= TO DO =
The word "returning" occurs in some lines of the data. Return each such line.

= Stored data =
┄┄┄┄┄┄┄┄┄┄┄┄┄┄┄┄┄┄┄┄

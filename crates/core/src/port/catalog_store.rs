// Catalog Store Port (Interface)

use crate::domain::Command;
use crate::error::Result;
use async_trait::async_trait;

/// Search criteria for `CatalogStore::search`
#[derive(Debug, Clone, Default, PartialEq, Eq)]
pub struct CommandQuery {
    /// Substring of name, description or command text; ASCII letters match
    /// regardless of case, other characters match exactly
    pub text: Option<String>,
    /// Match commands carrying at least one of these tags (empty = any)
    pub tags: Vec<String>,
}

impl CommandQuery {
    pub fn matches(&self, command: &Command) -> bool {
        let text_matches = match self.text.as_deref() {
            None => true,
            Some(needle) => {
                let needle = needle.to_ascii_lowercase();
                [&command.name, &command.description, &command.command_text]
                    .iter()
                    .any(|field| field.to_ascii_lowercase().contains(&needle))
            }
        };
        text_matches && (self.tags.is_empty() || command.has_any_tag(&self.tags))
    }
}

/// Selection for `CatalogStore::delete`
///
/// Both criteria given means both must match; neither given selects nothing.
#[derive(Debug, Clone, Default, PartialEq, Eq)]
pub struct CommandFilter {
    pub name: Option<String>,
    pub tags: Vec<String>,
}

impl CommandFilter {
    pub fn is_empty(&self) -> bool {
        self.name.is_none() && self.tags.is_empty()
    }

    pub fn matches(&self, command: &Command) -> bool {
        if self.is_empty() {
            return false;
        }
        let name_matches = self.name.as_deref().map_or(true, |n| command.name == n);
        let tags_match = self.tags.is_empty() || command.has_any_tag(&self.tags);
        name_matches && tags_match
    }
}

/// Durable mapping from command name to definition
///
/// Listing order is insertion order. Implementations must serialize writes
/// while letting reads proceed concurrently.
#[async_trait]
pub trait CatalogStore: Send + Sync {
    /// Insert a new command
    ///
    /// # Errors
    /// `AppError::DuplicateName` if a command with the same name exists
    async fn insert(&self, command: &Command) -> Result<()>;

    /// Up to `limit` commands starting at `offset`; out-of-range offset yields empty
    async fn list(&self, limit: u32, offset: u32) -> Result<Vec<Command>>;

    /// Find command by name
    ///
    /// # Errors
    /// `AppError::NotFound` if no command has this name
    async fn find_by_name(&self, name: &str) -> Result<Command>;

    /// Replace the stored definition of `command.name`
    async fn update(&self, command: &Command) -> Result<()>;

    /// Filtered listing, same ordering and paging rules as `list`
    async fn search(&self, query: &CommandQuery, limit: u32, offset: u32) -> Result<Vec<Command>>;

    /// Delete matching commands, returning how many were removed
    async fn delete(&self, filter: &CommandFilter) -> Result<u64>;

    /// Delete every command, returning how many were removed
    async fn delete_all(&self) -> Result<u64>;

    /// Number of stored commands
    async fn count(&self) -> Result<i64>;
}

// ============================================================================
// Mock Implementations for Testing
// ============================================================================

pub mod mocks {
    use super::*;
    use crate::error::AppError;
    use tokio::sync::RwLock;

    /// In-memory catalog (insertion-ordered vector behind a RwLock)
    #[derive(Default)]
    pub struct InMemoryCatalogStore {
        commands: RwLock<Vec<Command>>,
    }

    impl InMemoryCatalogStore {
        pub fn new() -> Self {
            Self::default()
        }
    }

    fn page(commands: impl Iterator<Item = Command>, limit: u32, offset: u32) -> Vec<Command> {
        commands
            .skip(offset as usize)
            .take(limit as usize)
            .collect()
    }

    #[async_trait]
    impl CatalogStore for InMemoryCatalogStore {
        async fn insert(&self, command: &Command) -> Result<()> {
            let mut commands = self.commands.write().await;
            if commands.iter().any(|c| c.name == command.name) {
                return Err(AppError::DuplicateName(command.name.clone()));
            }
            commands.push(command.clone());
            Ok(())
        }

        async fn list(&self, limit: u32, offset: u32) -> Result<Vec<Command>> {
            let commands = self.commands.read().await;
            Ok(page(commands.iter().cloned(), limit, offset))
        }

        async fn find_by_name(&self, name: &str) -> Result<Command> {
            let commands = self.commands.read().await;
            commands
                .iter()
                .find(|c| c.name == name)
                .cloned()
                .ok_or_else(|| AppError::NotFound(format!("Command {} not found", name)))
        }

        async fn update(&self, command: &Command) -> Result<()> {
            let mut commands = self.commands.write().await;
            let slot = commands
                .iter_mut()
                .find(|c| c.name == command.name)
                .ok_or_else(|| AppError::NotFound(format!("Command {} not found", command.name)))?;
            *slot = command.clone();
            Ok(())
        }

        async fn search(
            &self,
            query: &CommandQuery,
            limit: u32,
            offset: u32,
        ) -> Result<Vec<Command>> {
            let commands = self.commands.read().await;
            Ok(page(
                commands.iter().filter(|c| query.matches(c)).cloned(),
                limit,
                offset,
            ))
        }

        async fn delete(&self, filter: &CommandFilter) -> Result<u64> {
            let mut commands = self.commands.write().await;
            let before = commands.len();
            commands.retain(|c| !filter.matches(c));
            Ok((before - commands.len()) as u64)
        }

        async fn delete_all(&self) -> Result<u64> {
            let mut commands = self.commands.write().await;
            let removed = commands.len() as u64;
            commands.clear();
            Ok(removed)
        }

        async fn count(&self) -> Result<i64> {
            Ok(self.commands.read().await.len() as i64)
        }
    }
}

┄┄┄┄┄┄┄┄┄┄┄┄┄┄┄┄┄┄┄┄

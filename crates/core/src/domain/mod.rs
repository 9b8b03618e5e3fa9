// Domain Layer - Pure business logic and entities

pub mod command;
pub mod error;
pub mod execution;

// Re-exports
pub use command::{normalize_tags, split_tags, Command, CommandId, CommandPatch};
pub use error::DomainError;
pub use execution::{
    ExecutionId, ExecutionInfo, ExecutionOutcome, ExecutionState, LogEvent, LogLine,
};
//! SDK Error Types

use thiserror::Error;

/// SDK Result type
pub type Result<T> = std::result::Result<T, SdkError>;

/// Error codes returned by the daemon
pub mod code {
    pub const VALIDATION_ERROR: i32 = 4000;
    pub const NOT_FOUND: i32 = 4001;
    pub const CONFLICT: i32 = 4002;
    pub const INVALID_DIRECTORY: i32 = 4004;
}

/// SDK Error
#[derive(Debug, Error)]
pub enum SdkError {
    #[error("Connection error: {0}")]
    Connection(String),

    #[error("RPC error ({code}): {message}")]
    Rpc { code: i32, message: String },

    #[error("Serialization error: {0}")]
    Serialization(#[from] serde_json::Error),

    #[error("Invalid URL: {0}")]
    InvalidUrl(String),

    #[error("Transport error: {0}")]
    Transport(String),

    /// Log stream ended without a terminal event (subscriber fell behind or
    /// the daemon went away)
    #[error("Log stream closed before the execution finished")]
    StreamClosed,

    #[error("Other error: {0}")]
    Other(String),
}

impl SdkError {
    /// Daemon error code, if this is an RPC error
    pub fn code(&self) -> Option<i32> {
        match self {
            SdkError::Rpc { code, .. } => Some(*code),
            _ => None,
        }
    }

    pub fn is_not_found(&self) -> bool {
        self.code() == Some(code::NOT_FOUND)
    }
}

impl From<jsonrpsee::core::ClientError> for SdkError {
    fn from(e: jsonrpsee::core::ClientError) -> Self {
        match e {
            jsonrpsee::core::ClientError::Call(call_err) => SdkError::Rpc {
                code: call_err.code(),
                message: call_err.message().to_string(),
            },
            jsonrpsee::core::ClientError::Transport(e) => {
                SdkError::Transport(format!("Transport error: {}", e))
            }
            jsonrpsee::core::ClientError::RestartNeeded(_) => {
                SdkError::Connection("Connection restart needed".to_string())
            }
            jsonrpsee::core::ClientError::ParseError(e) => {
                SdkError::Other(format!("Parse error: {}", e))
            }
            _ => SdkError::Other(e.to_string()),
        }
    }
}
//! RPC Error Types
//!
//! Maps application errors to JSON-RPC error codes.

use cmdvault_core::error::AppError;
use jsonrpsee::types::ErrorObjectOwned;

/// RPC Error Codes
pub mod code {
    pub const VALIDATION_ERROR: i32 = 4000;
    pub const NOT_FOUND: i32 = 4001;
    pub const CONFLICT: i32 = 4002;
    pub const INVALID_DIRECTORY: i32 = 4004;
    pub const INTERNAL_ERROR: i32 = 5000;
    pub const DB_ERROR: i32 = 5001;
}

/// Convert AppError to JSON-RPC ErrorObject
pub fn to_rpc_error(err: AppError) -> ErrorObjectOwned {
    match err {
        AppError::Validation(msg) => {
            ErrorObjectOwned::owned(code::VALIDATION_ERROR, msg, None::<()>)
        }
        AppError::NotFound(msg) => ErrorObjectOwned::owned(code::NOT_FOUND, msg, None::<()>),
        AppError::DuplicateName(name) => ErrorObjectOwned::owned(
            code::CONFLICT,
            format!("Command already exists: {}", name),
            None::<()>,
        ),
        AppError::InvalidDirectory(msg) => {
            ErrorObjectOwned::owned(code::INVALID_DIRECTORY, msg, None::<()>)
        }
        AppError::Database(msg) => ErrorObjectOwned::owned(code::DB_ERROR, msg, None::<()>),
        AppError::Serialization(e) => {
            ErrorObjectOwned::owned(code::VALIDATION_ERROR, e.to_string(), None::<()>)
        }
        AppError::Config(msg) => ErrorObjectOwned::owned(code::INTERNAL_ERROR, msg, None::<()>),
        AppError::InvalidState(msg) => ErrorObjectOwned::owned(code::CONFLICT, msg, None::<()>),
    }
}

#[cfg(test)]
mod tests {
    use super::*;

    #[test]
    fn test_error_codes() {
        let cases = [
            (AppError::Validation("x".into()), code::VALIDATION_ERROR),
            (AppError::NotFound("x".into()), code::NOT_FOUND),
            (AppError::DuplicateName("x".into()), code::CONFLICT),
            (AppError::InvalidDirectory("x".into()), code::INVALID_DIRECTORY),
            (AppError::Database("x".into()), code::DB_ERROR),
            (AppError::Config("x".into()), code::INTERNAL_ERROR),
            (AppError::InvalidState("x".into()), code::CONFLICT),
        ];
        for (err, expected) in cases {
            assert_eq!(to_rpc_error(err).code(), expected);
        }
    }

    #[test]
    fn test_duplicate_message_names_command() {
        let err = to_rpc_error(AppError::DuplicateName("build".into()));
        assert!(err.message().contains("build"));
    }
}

┄┄┄┄┄┄┄┄┄┄┄┄┄┄┄┄┄┄┄┄

= TASK OUTPUT =
    /// Delete matching commands, returning how many were removed
    /// Delete every command, returning how many were removed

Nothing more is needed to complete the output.